Western Digital’s Red series is definitely a success. It is superior to its predecessor in those parameters we could measure in our tests such as speed, power consumption and temperature. This advantage may be due to the progress that has been made in developing and manufacturing HDDs but the NAS-oriented firmware optimizations also contribute to its high performance, especially at writing. Talking about 4-disk NASes, their performance is actually limited by the Gigabit Ethernet interface rather than by the hardware platform or HDDs, so further progress can only be achieved in terms of lower power consumption and firmware optimizations for NAS-specific loads.

As we wrote above, it’s impossible to check out such an important parameter as reliability during a brief test session. But it is indicated by the warranty provided by the manufacturer (the MTBF parameter is synthetic and doesn’t reflect a drive’s reliability well enough).
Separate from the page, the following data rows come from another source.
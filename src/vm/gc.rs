use gc::{Gc, GcCell, Trace};

/// Shared, mutable, cycle-collected storage
pub type GcShared<T> = Gc<GcCell<T>>;

pub fn shared<T: Trace>(x: T) -> GcShared<T> {
    Gc::new(GcCell::new(x))
}
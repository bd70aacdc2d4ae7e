use fallible_iterator::FallibleIterator;

use super::*;

fn assert_next(code: &str, token: Token) {
    let result = Tokens::new(code, 1).next().ok().unwrap().unwrap();
    assert_eq!(result, token);
}

fn assert_tokens(code: &str, tokens: Vec<Token>) {
    let (result, diagnostics) = tokenize_line(code, 1).expect("valid line");
    assert!(diagnostics.is_empty(), "unexpected diagnostics: {:?}", diagnostics);
    assert_eq!(result, tokens);
}

fn symbol(s: &str) -> Token {
    Token::Symbol(s.to_string())
}

#[test]
fn whitespace_test() {
    assert_next(" (", Token::Open);
    assert_next("\t  (", Token::Open);
}

#[test]
fn clopen_test() {
    assert_next("(asdd", Token::Open);
    assert_next(")#t", Token::Close);
}

#[test]
fn booleans_test() {
    assert_next("#t 13", Token::Boolean(true));
    assert_next("#T(1)", Token::Boolean(true));
    assert_next("#F 4t8i90", Token::Boolean(false));
    assert_next("#false)", Token::Boolean(false));
}

#[test]
fn invalid_pound_test() {
    let err = Tokens::new("#x1F", 3).next().unwrap_err();
    assert_eq!(err.error, TokenErrorClass::InvalidToken);
    assert_eq!(err.line, 3);
    assert_eq!(err.text, "#x1F");
}

#[test]
fn strings_test() {
    assert_next("\"asdf\"", Token::String("asdf".to_string()));
    assert_next("\"foo\\\"#bar\"", Token::String("foo\"#bar".to_string()));
    assert_next("\"foo bar\"", Token::String("foo bar".to_string()));
    assert_next("\"a\\nb\\tc\"", Token::String("a\nb\tc".to_string()));
    assert_next("\"a\\qb\"", Token::String("a\\qb".to_string()));
    assert_next("\"(not a list)\"", Token::String("(not a list)".to_string()));
}

#[test]
fn unclosed_string_test() {
    let err = tokenize_line("(display \"abc", 1).unwrap_err();
    assert_eq!(err.error, TokenErrorClass::UnclosedString);
    assert!(!err.is_recoverable());
}

#[test]
fn quotes_test() {
    assert_next("'.(#24@", Token::SingleQuote);
    assert_next("`(a)", Token::BackQuote);
    assert_next(",(a)", Token::Comma);
    assert_next(",@(a)", Token::CommaAt);
}

#[test]
fn dot_test() {
    assert_tokens("(a . b)", vec![Token::Open, symbol("a"), Token::Dot, symbol("b"), Token::Close]);
    assert_tokens("...", vec![symbol("...")]);
}

#[test]
fn numbers_test() {
    assert_next("42", Token::Integer(42));
    assert_next("-7)", Token::Integer(-7));
    assert_next("+3", Token::Integer(3));
    assert_next("3.25", Token::Real(3.25));
    assert_next(".5", Token::Real(0.5));
    assert_next("1e3", Token::Real(1000.0));
}

#[test]
fn number_like_symbols_test() {
    assert_next("+", symbol("+"));
    assert_next("-", symbol("-"));
    assert_next("1+", symbol("1+"));
    assert_next("->x", symbol("->x"));
}

#[test]
fn nil_test() {
    assert_next("nil", Token::Nil);
    assert_next("NIL", Token::Nil);
    assert_next("nils", symbol("nils"));
}

#[test]
fn case_is_preserved_test() {
    assert_next("FooBar", symbol("FooBar"));
}

#[test]
fn comment_test() {
    assert_tokens("; nothing here", vec![]);
    assert_tokens("(+ 1 2) ; sum", vec![
        Token::Open,
        symbol("+"),
        Token::Integer(1),
        Token::Integer(2),
        Token::Close,
    ]);
    assert_tokens("a;b", vec![symbol("a")]);
}

#[test]
fn expression_test() {
    assert_tokens(
        "(* (+ 1 2) (- 3 4))",
        vec![
            Token::Open,
            symbol("*"),
            Token::Open,
            symbol("+"),
            Token::Integer(1),
            Token::Integer(2),
            Token::Close,
            Token::Open,
            symbol("-"),
            Token::Integer(3),
            Token::Integer(4),
            Token::Close,
            Token::Close,
        ],
    );
}

#[test]
fn invalid_token_is_skipped_test() {
    let (tokens, diagnostics) = tokenize_line("(a {b} c)", 7).expect("recoverable");
    assert_eq!(tokens, vec![Token::Open, symbol("a"), symbol("c"), Token::Close]);
    assert_eq!(diagnostics.len(), 1);
    assert_eq!(diagnostics[0].text, "{b}");
    assert_eq!(diagnostics[0].line, 7);
    assert_eq!(diagnostics[0].column, 3);
}

#[test]
fn stream_resumes_after_error_test() {
    let mut tokens = Tokens::new("#q 5", 1);
    assert!(tokens.next().is_err());
    assert_eq!(tokens.next(), Ok(Some(Token::Integer(5))));
    assert_eq!(tokens.next(), Ok(None));
}
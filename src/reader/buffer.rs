use std::collections::VecDeque;

use super::ReaderError;
use crate::lexer::{tokenize_line, Token, TokenizerError};

/// Where the reader gets its tokens from
pub trait TokenSource {
    /// The next token, without consuming it. `None` at end of input.
    fn peek(&mut self) -> Result<Option<&Token>, ReaderError>;
    fn pop(&mut self) -> Result<Option<Token>, ReaderError>;
}

impl TokenSource for VecDeque<Token> {
    fn peek(&mut self) -> Result<Option<&Token>, ReaderError> {
        Ok(self.front())
    }

    fn pop(&mut self) -> Result<Option<Token>, ReaderError> {
        Ok(self.pop_front())
    }
}

/// Tokens spread across lines. Lines are only pulled from the underlying
/// iterator when the tokens of the current one are exhausted.
pub struct Buffer<L> {
    lines: L,
    tokens: VecDeque<Token>,
    line: usize,
    diagnostics: Vec<TokenizerError>,
}

impl<L: Iterator<Item = String>> Buffer<L> {
    pub fn new(lines: L) -> Buffer<L> {
        Buffer {
            lines,
            tokens: VecDeque::new(),
            line: 0,
            diagnostics: vec![],
        }
    }

    // false at end of input
    fn fill(&mut self) -> Result<bool, ReaderError> {
        while self.tokens.is_empty() {
            let text = match self.lines.next() {
                Some(text) => text,
                None => return Ok(false),
            };
            self.line += 1;

            let (tokens, diagnostics) = tokenize_line(&text, self.line)?;
            self.tokens.extend(tokens);
            self.diagnostics.extend(diagnostics);
        }

        Ok(true)
    }

    /// Whether tokens of the last pulled line are still pending
    pub fn more_on_line(&self) -> bool {
        !self.tokens.is_empty()
    }

    /// Drops whatever is left of the current line
    pub fn discard_line(&mut self) {
        self.tokens.clear();
    }

    /// Number of lines pulled so far
    pub fn line(&self) -> usize {
        self.line
    }

    /// Recoverable tokenizer errors seen since the last call
    pub fn take_diagnostics(&mut self) -> Vec<TokenizerError> {
        self.diagnostics.drain(..).collect()
    }
}

impl<L: Iterator<Item = String>> TokenSource for Buffer<L> {
    fn peek(&mut self) -> Result<Option<&Token>, ReaderError> {
        if self.fill()? {
            Ok(self.tokens.front())
        } else {
            Ok(None)
        }
    }

    fn pop(&mut self) -> Result<Option<Token>, ReaderError> {
        if self.fill()? {
            Ok(self.tokens.pop_front())
        } else {
            Ok(None)
        }
    }
}

#[cfg(test)]
mod test {
    use super::*;

    fn lines(text: &[&str]) -> Buffer<::std::vec::IntoIter<String>> {
        Buffer::new(text.iter().map(|s| s.to_string()).collect::<Vec<_>>().into_iter())
    }

    #[test]
    fn pulls_lines_lazily() {
        let mut buffer = lines(&["(+", "", "; nothing here", "1)"]);
        assert_eq!(buffer.pop(), Ok(Some(Token::Open)));
        assert!(buffer.more_on_line());
        assert_eq!(buffer.pop(), Ok(Some(Token::Symbol("+".into()))));
        assert!(!buffer.more_on_line());
        assert_eq!(buffer.line(), 1);
        assert_eq!(buffer.peek(), Ok(Some(&Token::Integer(1))));
        assert_eq!(buffer.line(), 4);
        assert_eq!(buffer.pop(), Ok(Some(Token::Integer(1))));
        assert_eq!(buffer.pop(), Ok(Some(Token::Close)));
        assert_eq!(buffer.pop(), Ok(None));
        assert_eq!(buffer.peek(), Ok(None));
    }

    #[test]
    fn keeps_diagnostics() {
        let mut buffer = lines(&["a #z b"]);
        assert_eq!(buffer.pop(), Ok(Some(Token::Symbol("a".into()))));
        assert_eq!(buffer.pop(), Ok(Some(Token::Symbol("b".into()))));
        let diagnostics = buffer.take_diagnostics();
        assert_eq!(diagnostics.len(), 1);
        assert_eq!(diagnostics[0].line, 1);
        assert!(buffer.take_diagnostics().is_empty());
    }

    #[test]
    fn unclosed_string() {
        let mut buffer = lines(&["\"abc"]);
        match buffer.pop() {
            Err(ReaderError::Tokenizer(ref e)) => assert!(!e.is_recoverable()),
            other => panic!("unexpected {:?}", other),
        }
    }

    #[test]
    fn discard_line() {
        let mut buffer = lines(&["a b c", "d"]);
        assert_eq!(buffer.pop(), Ok(Some(Token::Symbol("a".into()))));
        buffer.discard_line();
        assert_eq!(buffer.pop(), Ok(Some(Token::Symbol("d".into()))));
    }

    #[test]
    fn token_queue() {
        let mut tokens = vec_deque![Token::Open, Token::Close];
        assert_eq!(tokens.peek(), Ok(Some(&Token::Open)));
        assert_eq!(tokens.pop(), Ok(Some(Token::Open)));
        assert_eq!(tokens.pop(), Ok(Some(Token::Close)));
        assert_eq!(tokens.pop(), Ok(None));
    }
}
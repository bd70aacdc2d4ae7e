use std::collections::HashMap;

use super::symbol::{Symbol, SymbolTable};

pub const IF: &str = "if";
pub const OR: &str = "or";
pub const NU: &str = "nu";
pub const AND: &str = "and";
pub const LET: &str = "let";
pub const ELSE: &str = "else";
pub const ARROW: &str = "=>";
pub const SET_BANG: &str = "set!";
pub const COND: &str = "cond";
pub const QUOTE: &str = "quote";
pub const BEGIN: &str = "begin";
pub const DEFINE: &str = "define";
pub const LAMBDA: &str = "lambda";
pub const UNQUOTE: &str = "unquote";
pub const QUASIQUOTE: &str = "quasiquote";
pub const UNQUOTE_SPLICING: &str = "unquote-splicing";

#[derive(Debug, Clone, Copy, PartialEq, Eq)]
pub enum SpecialForm {
    Quote,
    If,
    Define,
    SetBang,
    Lambda,
    Nu,
    Begin,
    Let,
    And,
    Or,
    Cond,
    Quasiquote,
    Unquote,
}

/// Reserved names, interned once so that dispatch compares identities
#[derive(Debug, Clone)]
pub struct Keywords {
    forms: HashMap<Symbol, SpecialForm>,
    pub begin: Symbol,
    pub else_: Symbol,
    pub arrow: Symbol,
    pub quasiquote: Symbol,
    pub unquote: Symbol,
    pub unquote_splicing: Symbol,
}

impl Keywords {
    pub fn new(symbols: &SymbolTable) -> Keywords {
        let forms = [
            (QUOTE, SpecialForm::Quote),
            (IF, SpecialForm::If),
            (DEFINE, SpecialForm::Define),
            (SET_BANG, SpecialForm::SetBang),
            (LAMBDA, SpecialForm::Lambda),
            (NU, SpecialForm::Nu),
            (BEGIN, SpecialForm::Begin),
            (LET, SpecialForm::Let),
            (AND, SpecialForm::And),
            (OR, SpecialForm::Or),
            (COND, SpecialForm::Cond),
            (QUASIQUOTE, SpecialForm::Quasiquote),
            (UNQUOTE, SpecialForm::Unquote),
            (UNQUOTE_SPLICING, SpecialForm::Unquote),
        ]
        .iter()
        .map(|&(name, form)| (symbols.intern(name), form))
        .collect();

        Keywords {
            forms,
            begin: symbols.intern(BEGIN),
            else_: symbols.intern(ELSE),
            arrow: symbols.intern(ARROW),
            quasiquote: symbols.intern(QUASIQUOTE),
            unquote: symbols.intern(UNQUOTE),
            unquote_splicing: symbols.intern(UNQUOTE_SPLICING),
        }
    }

    pub fn special_form(&self, symbol: &Symbol) -> Option<SpecialForm> {
        self.forms.get(symbol).cloned()
    }
}

#[cfg(test)]
mod test {
    use super::*;

    #[test]
    fn forms_dispatch_by_identity() {
        let symbols = SymbolTable::new();
        let keywords = Keywords::new(&symbols);

        let quote = symbols.intern("QUOTE");
        assert_eq!(keywords.special_form(&quote), Some(SpecialForm::Quote));
        assert_eq!(
            keywords.special_form(&keywords.unquote_splicing),
            Some(SpecialForm::Unquote)
        );
        assert_eq!(keywords.special_form(&keywords.else_), None);
        assert_eq!(keywords.special_form(&symbols.intern("car")), None);
    }
}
So, the WD Red is surely a good choice for NASes. You only have to make sure that it is on the NAS’s compatibility list. Most NAS makers have already tested the Red series for such compatibility with their products. On the other hand, if you’ve already got a working NAS with WD Green drives, you shouldn’t hurry to upgrade unless you want to expand your storage capacity.

As for the price factor, the new series is currently slightly more expensive than the WD Green but much cheaper than the WD Black and RE series. Considering that the latter do not offer any significant advantages for NAS applications, the Red is obviously a better choice in this respect, too.